Herald and Globe reports
MARYSVILLE — As if the commute across the flats wasn’t tough enough at times, it’s going to become even more laborious starting in mid-August and lasting up to four months.
The Department of Ecology expects to start arsenic and lead cleanup along the Snohomish River to remove the heavy metals left there by the Asarco Everett smelter from 1894-1912. The cleanup must be done because chemicals are polluting groundwater that feeds into the river.
The key road closure will be the offramp from northbound Highway 529 to East Marine View Drive in Everett. However the northbound Highway 529 onramp will still be usable from southbound East Marine View Drive.

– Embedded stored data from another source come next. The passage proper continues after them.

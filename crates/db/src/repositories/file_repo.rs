//! Repository for the `files` table.
//!
//! The coordinator never touches file bytes; it only gates whether a
//! content update may be attempted. This repository is the minimal blob
//! and text store behind that gate.

use filehub_core::types::DbId;
use sqlx::PgPool;

use crate::models::file::{CreateFile, FileBlob, FileContent, FileSummary};

/// Column list for metadata queries (excludes `content` and `data`).
const SUMMARY_COLUMNS: &str = "id, filename, original_name, content_type, size_bytes, \
                               uploaded_by, uploaded_at, is_text";

/// Provides storage and retrieval for shared files.
pub struct FileRepo;

impl FileRepo {
    /// List all files, newest first.
    pub async fn list(pool: &PgPool) -> Result<Vec<FileSummary>, sqlx::Error> {
        let query = format!("SELECT {SUMMARY_COLUMNS} FROM files ORDER BY uploaded_at DESC");
        sqlx::query_as::<_, FileSummary>(&query).fetch_all(pool).await
    }

    /// File metadata by id.
    pub async fn get(pool: &PgPool, id: DbId) -> Result<Option<FileSummary>, sqlx::Error> {
        let query = format!("SELECT {SUMMARY_COLUMNS} FROM files WHERE id = $1");
        sqlx::query_as::<_, FileSummary>(&query)
            .bind(id)
            .fetch_optional(pool)
            .await
    }

    /// Text content for editing.
    pub async fn get_content(pool: &PgPool, id: DbId) -> Result<Option<FileContent>, sqlx::Error> {
        sqlx::query_as::<_, FileContent>(
            "SELECT id, filename, is_text, content FROM files WHERE id = $1",
        )
        .bind(id)
        .fetch_optional(pool)
        .await
    }

    /// Binary payload for download.
    pub async fn get_blob(pool: &PgPool, id: DbId) -> Result<Option<FileBlob>, sqlx::Error> {
        sqlx::query_as::<_, FileBlob>("SELECT filename, content_type, data FROM files WHERE id = $1")
            .bind(id)
            .fetch_optional(pool)
            .await
    }

    /// Replace a text file's content. Returns `false` when the file does
    /// not exist or is not a text file.
    pub async fn update_content(
        pool: &PgPool,
        id: DbId,
        content: &str,
    ) -> Result<bool, sqlx::Error> {
        let result = sqlx::query(
            "UPDATE files SET content = $1, size_bytes = $2 WHERE id = $3 AND is_text = true",
        )
        .bind(content)
        .bind(content.len() as i64)
        .bind(id)
        .execute(pool)
        .await?;
        Ok(result.rows_affected() > 0)
    }

    /// Insert a newly uploaded file and return its metadata.
    pub async fn insert(pool: &PgPool, file: &CreateFile) -> Result<FileSummary, sqlx::Error> {
        let query = format!(
            "INSERT INTO files \
                 (filename, original_name, content_type, size_bytes, uploaded_by, \
                  is_text, content, data) \
             VALUES ($1, $2, $3, $4, $5, $6, $7, $8) \
             RETURNING {SUMMARY_COLUMNS}"
        );
        sqlx::query_as::<_, FileSummary>(&query)
            .bind(&file.filename)
            .bind(&file.original_name)
            .bind(&file.content_type)
            .bind(file.size_bytes)
            .bind(&file.uploaded_by)
            .bind(file.is_text)
            .bind(&file.content)
            .bind(&file.data)
            .fetch_one(pool)
            .await
    }
}
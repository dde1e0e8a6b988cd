//! Authentication middleware extractors.
//!
//! - [`auth::AuthUser`] -- Extracts the authenticated identity from a JWT
//!   Bearer token.

pub mod auth;
//! Route definitions for shared file storage.

use axum::routing::{get, post, put};
use axum::Router;

use crate::handlers::files;
use crate::state::AppState;

/// File routes mounted at `/files`.
///
/// ```text
/// GET  /                 -> list
/// POST /                 -> upload (multipart)
/// GET  /{id}             -> get
/// GET  /{id}/content     -> get_content
/// PUT  /{id}/content     -> update_content (write lock required)
/// GET  /{id}/download    -> download
/// ```
pub fn router() -> Router<AppState> {
    Router::new()
        .route("/", get(files::list).post(files::upload))
        .route("/{id}", get(files::get))
        .route(
            "/{id}/content",
            get(files::get_content).put(files::update_content),
        )
        .route("/{id}/download", get(files::download))
}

The major traffic tie-ups will be on East Marine View Drive and to the Riverside Business Park, but other than added traffic elsewhere that should not affect most commuters.
Drivers who use East Marine View Drive in that area are encouraged not to. If traveling south, the state suggests instead for drivers to use Broadway and 19th Street as a bypass. And northbound drivers should take 16th Street and Broadway.
Several methods will be used in the cleanup, including soil removal. In some areas, the agency will cover the contaminated soil with clean material that prevents rainwater from soaking in.
The contamination was discovered nearly three decades ago. Many in the Delta neighborhood are still awaiting cleanup as funds for the work run low. DOE is seeking additional state funds to continue cleanup.
The city of Everett received $44 million from a court settlement to pay for remediation work. The DOE is using $10 million from that settlement for the work along the Snohomish River.
DOE has now completed cleanup on more than half of the approximately 700 homes, and the most highly contaminated areas, including the former smelter property. Contaminated particles from the smokestacks settled over a 1.1 square mile area.